Top of Material shown
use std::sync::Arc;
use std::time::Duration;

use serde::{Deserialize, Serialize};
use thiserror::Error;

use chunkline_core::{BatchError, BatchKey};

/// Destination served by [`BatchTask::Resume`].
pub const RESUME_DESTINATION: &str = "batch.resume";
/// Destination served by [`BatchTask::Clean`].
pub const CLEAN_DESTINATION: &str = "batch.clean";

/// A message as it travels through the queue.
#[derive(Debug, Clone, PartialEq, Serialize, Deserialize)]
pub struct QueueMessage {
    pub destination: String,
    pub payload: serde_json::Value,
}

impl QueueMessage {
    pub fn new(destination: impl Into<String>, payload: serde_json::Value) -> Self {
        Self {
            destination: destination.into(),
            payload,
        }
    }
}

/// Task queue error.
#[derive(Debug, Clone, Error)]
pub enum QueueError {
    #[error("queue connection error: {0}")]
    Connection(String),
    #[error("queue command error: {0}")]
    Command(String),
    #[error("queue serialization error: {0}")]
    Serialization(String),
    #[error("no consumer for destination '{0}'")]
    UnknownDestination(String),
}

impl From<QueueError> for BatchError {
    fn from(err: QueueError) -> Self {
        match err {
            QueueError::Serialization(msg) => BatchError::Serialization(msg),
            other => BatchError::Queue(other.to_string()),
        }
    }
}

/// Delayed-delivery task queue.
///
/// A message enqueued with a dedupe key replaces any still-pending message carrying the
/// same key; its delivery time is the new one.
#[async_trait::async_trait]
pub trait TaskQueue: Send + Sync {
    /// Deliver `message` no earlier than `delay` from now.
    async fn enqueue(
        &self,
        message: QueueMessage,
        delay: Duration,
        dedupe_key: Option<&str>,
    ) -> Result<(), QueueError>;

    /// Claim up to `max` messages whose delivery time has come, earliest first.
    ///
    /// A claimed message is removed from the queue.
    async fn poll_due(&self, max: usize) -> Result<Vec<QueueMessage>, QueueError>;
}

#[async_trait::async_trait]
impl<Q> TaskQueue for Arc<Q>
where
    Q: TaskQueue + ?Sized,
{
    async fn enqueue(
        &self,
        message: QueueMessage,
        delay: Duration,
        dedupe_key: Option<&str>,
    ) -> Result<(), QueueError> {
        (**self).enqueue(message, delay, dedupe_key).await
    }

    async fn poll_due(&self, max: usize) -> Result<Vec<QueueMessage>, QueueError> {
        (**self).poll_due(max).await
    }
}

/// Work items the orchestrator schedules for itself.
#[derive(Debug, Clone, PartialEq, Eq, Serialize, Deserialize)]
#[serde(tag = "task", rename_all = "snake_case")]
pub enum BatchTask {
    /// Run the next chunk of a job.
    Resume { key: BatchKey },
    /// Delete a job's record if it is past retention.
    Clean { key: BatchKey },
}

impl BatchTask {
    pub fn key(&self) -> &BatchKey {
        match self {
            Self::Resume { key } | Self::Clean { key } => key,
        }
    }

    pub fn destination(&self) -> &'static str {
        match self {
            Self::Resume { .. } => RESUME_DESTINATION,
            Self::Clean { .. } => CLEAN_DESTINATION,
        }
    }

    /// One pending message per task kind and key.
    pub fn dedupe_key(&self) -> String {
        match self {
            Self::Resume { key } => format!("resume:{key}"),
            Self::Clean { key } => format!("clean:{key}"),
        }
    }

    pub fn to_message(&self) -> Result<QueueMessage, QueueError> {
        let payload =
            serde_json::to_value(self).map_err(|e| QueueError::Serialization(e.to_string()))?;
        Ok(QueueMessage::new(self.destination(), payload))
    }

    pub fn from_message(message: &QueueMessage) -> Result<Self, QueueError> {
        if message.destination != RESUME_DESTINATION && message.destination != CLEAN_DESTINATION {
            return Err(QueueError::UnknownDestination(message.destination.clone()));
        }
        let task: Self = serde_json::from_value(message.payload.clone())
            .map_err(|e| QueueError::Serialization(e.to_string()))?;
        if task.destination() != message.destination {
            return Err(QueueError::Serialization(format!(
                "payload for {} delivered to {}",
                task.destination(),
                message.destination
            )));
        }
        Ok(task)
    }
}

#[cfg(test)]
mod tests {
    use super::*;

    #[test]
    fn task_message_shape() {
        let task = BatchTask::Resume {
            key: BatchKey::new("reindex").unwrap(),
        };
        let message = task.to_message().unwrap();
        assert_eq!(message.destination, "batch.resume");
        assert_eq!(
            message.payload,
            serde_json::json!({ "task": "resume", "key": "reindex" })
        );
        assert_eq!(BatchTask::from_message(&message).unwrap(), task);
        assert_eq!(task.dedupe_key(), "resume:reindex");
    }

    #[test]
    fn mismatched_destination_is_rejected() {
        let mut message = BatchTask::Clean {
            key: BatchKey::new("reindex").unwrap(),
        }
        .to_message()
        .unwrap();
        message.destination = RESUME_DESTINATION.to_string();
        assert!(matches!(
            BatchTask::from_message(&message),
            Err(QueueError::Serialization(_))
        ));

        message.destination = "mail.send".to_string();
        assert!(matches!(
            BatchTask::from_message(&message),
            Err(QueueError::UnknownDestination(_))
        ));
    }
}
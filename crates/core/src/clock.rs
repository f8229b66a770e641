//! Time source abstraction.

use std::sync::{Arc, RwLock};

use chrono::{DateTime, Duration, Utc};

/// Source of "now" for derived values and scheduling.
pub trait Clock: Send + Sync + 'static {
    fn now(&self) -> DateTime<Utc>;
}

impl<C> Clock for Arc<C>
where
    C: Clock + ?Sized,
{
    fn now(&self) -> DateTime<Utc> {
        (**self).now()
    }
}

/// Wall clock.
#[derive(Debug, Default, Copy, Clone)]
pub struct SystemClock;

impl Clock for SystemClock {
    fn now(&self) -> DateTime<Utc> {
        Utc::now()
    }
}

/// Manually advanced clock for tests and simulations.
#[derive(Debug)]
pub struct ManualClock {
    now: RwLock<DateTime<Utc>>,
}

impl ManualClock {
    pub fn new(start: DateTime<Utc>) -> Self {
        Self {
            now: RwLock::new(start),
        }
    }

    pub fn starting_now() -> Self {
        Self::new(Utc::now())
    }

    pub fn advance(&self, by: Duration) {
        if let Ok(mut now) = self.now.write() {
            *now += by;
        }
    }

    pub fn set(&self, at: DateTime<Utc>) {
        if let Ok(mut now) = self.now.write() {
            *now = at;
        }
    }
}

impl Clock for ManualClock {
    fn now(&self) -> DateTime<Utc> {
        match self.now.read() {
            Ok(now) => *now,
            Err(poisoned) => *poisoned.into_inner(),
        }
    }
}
Bottom of Material shown
Instructions for the task |
A precise copy of the whole listing is the expected answer.

Exercise answer |
use std::sync::Arc;
use std::time::Duration;

use serde::{Deserialize, Serialize};
use thiserror::Error;

use chunkline_core::{BatchError, BatchKey};

/// Destination served by [`BatchTask::Resume`].
pub const RESUME_DESTINATION: &str = "batch.resume";
/// Destination served by [`BatchTask::Clean`].
pub const CLEAN_DESTINATION: &str = "batch.clean";

/// A message as it travels through the queue.
#[derive(Debug, Clone, PartialEq, Serialize, Deserialize)]
pub struct QueueMessage {
    pub destination: String,
    pub payload: serde_json::Value,
}

impl QueueMessage {
    pub fn new(destination: impl Into<String>, payload: serde_json::Value) -> Self {
        Self {
            destination: destination.into(),
            payload,
        }
    }
}

/// Task queue error.
#[derive(Debug, Clone, Error)]
pub enum QueueError {
    #[error("queue connection error: {0}")]
    Connection(String),
    #[error("queue command error: {0}")]
    Command(String),
    #[error("queue serialization error: {0}")]
    Serialization(String),
    #[error("no consumer for destination '{0}'")]
    UnknownDestination(String),
}

impl From<QueueError> for BatchError {
    fn from(err: QueueError) -> Self {
        match err {
            QueueError::Serialization(msg) => BatchError::Serialization(msg),
            other => BatchError::Queue(other.to_string()),
        }
    }
}

/// Delayed-delivery task queue.
///
/// A message enqueued with a dedupe key replaces any still-pending message carrying the
/// same key; its delivery time is the new one.
#[async_trait::async_trait]
pub trait TaskQueue: Send + Sync {
    /// Deliver `message` no earlier than `delay` from now.
    async fn enqueue(
        &self,
        message: QueueMessage,
        delay: Duration,
        dedupe_key: Option<&str>,
    ) -> Result<(), QueueError>;

    /// Claim up to `max` messages whose delivery time has come, earliest first.
    ///
    /// A claimed message is removed from the queue.
    async fn poll_due(&self, max: usize) -> Result<Vec<QueueMessage>, QueueError>;
}

#[async_trait::async_trait]
impl<Q> TaskQueue for Arc<Q>
where
    Q: TaskQueue + ?Sized,
{
    async fn enqueue(
        &self,
        message: QueueMessage,
        delay: Duration,
        dedupe_key: Option<&str>,
    ) -> Result<(), QueueError> {
        (**self).enqueue(message, delay, dedupe_key).await
    }

    async fn poll_due(&self, max: usize) -> Result<Vec<QueueMessage>, QueueError> {
        (**self).poll_due(max).await
    }
}

/// Work items the orchestrator schedules for itself.
#[derive(Debug, Clone, PartialEq, Eq, Serialize, Deserialize)]
#[serde(tag = "task", rename_all = "snake_case")]
pub enum BatchTask {
    /// Run the next chunk of a job.
    Resume { key: BatchKey },
    /// Delete a job's record if it is past retention.
    Clean { key: BatchKey },
}

impl BatchTask {
    pub fn key(&self) -> &BatchKey {
        match self {
            Self::Resume { key } | Self::Clean { key } => key,
        }
    }

    pub fn destination(&self) -> &'static str {
        match self {
            Self::Resume { .. } => RESUME_DESTINATION,
            Self::Clean { .. } => CLEAN_DESTINATION,
        }
    }

    /// One pending message per task kind and key.
    pub fn dedupe_key(&self) -> String {
        match self {
            Self::Resume { key } => format!("resume:{key}"),
            Self::Clean { key } => format!("clean:{key}"),
        }
    }

    pub fn to_message(&self) -> Result<QueueMessage, QueueError> {
        let payload =
            serde_json::to_value(self).map_err(|e| QueueError::Serialization(e.to_string()))?;
        Ok(QueueMessage::new(self.destination(), payload))
    }

    pub fn from_message(message: &QueueMessage) -> Result<Self, QueueError> {
        if message.destination != RESUME_DESTINATION && message.destination != CLEAN_DESTINATION {
            return Err(QueueError::UnknownDestination(message.destination.clone()));
        }
        let task: Self = serde_json::from_value(message.payload.clone())
            .map_err(|e| QueueError::Serialization(e.to_string()))?;
        if task.destination() != message.destination {
            return Err(QueueError::Serialization(format!(
                "payload for {} delivered to {}",
                task.destination(),
                message.destination
            )));
        }
        Ok(task)
    }
}

#[cfg(test)]
mod tests {
    use super::*;

    #[test]
    fn task_message_shape() {
        let task = BatchTask::Resume {
            key: BatchKey::new("reindex").unwrap(),
        };
        let message = task.to_message().unwrap();
        assert_eq!(message.destination, "batch.resume");
        assert_eq!(
            message.payload,
            serde_json::json!({ "task": "resume", "key": "reindex" })
        );
        assert_eq!(BatchTask::from_message(&message).unwrap(), task);
        assert_eq!(task.dedupe_key(), "resume:reindex");
    }

    #[test]
    fn mismatched_destination_is_rejected() {
        let mut message = BatchTask::Clean {
            key: BatchKey::new("reindex").unwrap(),
        }
        .to_message()
        .unwrap();
        message.destination = RESUME_DESTINATION.to_string();
        assert!(matches!(
            BatchTask::from_message(&message),
            Err(QueueError::Serialization(_))
        ));

        message.destination = "mail.send".to_string();
        assert!(matches!(
            BatchTask::from_message(&message),
            Err(QueueError::UnknownDestination(_))
        ));
    }
}
filename crates/core/src/clock.rs
repository f8229b66a770e641
//! Time source abstraction.

use std::sync::{Arc, RwLock};

use chrono::{DateTime, Duration, Utc};

/// Source of "now" for derived values and scheduling.
pub trait Clock: Send + Sync + 'static {
    fn now(&self) -> DateTime<Utc>;
}

impl<C> Clock for Arc<C>
where
    C: Clock + ?Sized,
{
    fn now(&self) -> DateTime<Utc> {
        (**self).now()
    }
}

/// Wall clock.
#[derive(Debug, Default, Copy, Clone)]
pub struct SystemClock;

impl Clock for SystemClock {
    fn now(&self) -> DateTime<Utc> {
        Utc::now()
    }
}

/// Manually advanced clock for tests and simulations.
#[derive(Debug)]
pub struct ManualClock {
    now: RwLock<DateTime<Utc>>,
}

impl ManualClock {
    pub fn new(start: DateTime<Utc>) -> Self {
        Self {
            now: RwLock::new(start),
        }
    }

    pub fn starting_now() -> Self {
        Self::new(Utc::now())
    }

    pub fn advance(&self, by: Duration) {
        if let Ok(mut now) = self.now.write() {
            *now += by;
        }
    }

    pub fn set(&self, at: DateTime<Utc>) {
        if let Ok(mut now) = self.now.write() {
            *now = at;
        }
    }
}

impl Clock for ManualClock {
    fn now(&self) -> DateTime<Utc> {
        match self.now.read() {
            Ok(now) => *now,
            Err(poisoned) => *poisoned.into_inner(),
        }
    }
}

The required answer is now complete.